--- Your assignment ---
Whenever a line in the data holds the string "same", copy that line.

--- Provided material ---
####

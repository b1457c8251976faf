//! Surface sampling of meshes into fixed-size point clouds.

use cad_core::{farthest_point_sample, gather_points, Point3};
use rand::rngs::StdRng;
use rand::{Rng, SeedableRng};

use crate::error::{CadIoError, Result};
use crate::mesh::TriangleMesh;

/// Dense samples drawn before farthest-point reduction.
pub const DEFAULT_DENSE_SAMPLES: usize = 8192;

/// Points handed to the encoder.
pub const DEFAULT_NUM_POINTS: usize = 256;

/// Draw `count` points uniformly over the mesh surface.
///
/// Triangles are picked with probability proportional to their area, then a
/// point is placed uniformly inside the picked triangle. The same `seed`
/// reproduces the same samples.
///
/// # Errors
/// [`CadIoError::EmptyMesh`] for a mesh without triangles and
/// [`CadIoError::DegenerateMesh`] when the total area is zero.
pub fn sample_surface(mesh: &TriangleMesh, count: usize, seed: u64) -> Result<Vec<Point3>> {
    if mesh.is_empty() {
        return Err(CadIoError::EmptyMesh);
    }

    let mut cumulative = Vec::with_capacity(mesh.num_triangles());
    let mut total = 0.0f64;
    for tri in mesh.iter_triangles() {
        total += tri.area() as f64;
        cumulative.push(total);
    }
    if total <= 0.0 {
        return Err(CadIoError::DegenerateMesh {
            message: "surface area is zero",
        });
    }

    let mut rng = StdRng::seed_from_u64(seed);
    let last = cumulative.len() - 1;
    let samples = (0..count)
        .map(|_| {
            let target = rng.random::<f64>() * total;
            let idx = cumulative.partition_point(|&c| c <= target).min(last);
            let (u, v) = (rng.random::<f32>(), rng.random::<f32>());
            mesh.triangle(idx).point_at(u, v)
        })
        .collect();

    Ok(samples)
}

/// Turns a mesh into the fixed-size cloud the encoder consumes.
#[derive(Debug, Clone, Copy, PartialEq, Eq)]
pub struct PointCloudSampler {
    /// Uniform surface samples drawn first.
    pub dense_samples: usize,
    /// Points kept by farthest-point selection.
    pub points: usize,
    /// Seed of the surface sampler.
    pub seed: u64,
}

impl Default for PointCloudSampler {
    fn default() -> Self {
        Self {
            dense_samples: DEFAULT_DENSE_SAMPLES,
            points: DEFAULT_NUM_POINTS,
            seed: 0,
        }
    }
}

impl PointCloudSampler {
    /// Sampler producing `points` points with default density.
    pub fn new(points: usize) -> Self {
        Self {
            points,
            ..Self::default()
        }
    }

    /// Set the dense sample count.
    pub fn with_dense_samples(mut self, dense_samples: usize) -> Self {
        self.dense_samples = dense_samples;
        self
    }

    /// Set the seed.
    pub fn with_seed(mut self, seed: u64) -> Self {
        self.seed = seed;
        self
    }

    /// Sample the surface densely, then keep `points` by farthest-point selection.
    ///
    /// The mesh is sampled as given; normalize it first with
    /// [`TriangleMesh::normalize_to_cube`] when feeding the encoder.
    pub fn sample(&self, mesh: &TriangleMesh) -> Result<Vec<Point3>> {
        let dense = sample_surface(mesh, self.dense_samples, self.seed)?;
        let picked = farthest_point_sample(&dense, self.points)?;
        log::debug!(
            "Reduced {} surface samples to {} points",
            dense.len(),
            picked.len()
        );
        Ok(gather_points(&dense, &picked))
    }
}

####

--- Solution ---
/// point is placed uniformly inside the picked triangle. The same `seed`
/// reproduces the same samples.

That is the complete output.